*** Opening of Records supplied ***

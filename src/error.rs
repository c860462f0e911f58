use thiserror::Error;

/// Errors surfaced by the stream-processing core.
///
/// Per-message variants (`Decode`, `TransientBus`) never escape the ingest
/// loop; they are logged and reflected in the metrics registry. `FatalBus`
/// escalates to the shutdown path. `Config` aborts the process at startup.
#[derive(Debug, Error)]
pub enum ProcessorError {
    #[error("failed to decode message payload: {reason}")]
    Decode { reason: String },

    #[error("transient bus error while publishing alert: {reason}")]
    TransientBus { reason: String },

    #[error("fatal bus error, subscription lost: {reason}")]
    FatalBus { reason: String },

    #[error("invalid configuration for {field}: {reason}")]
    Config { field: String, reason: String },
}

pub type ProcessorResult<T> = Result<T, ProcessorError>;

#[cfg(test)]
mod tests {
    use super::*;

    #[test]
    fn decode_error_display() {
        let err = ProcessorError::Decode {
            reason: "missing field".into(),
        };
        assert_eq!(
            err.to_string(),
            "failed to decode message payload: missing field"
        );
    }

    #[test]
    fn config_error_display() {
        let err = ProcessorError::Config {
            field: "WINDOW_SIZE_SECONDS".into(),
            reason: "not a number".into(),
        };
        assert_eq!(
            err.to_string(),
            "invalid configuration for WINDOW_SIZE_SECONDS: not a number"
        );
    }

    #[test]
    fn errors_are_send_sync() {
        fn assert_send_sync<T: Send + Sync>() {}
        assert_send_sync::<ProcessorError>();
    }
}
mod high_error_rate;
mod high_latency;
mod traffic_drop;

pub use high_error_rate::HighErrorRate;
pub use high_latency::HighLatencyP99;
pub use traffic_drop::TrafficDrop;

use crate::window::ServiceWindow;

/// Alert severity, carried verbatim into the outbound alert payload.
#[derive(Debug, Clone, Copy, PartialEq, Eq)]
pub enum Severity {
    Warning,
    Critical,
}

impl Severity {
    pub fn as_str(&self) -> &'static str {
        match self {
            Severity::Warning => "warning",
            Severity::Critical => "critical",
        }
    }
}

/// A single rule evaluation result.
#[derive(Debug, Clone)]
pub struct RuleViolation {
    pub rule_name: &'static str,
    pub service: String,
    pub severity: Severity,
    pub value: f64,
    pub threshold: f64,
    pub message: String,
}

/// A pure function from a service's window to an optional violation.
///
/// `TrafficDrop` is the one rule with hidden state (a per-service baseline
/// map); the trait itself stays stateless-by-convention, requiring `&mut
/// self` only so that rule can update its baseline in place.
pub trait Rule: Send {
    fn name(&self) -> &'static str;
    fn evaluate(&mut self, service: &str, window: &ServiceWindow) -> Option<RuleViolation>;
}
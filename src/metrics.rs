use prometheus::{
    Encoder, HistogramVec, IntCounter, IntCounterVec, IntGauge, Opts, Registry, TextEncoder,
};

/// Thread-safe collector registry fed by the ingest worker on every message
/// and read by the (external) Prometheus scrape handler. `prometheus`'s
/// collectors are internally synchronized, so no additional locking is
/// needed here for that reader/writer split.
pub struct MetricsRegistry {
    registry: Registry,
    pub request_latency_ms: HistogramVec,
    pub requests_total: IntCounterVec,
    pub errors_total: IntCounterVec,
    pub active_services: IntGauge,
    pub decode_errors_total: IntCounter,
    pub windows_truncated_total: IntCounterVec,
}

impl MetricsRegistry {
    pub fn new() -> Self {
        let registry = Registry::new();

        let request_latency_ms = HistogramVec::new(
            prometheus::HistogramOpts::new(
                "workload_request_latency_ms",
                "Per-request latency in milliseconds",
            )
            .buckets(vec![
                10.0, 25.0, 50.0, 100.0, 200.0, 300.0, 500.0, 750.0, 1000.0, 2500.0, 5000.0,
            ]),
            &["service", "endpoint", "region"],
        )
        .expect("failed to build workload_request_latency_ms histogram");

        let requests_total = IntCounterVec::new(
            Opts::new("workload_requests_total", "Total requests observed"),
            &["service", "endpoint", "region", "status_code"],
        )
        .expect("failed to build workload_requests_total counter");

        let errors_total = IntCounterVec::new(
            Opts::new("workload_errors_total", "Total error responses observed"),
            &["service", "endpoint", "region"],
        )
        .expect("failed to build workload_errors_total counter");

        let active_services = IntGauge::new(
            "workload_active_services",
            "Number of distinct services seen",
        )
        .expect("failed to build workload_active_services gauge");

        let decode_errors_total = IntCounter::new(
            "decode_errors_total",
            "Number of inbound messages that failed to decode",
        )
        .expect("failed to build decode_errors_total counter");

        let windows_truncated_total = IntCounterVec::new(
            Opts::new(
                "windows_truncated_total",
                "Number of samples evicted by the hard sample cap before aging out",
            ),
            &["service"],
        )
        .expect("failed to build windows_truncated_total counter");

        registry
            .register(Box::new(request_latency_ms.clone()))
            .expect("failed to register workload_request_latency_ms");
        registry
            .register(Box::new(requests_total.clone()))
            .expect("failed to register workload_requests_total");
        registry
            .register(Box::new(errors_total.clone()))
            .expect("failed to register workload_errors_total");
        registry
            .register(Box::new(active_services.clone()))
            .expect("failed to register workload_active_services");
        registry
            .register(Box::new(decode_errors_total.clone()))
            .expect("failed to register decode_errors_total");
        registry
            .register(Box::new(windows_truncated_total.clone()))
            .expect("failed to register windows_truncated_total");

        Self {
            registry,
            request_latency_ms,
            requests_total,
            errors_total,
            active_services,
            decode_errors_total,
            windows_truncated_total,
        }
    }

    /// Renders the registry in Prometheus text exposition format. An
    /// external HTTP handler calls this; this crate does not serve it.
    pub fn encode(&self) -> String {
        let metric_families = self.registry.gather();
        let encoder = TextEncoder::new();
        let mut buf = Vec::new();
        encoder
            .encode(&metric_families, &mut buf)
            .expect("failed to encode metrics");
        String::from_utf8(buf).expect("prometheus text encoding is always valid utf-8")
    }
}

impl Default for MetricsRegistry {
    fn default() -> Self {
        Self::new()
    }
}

*** Close of Records supplied ***

> Work task
Each line in the listing above either holds the string "into" or does not; state how many do, giving the number only.

> Written answer
4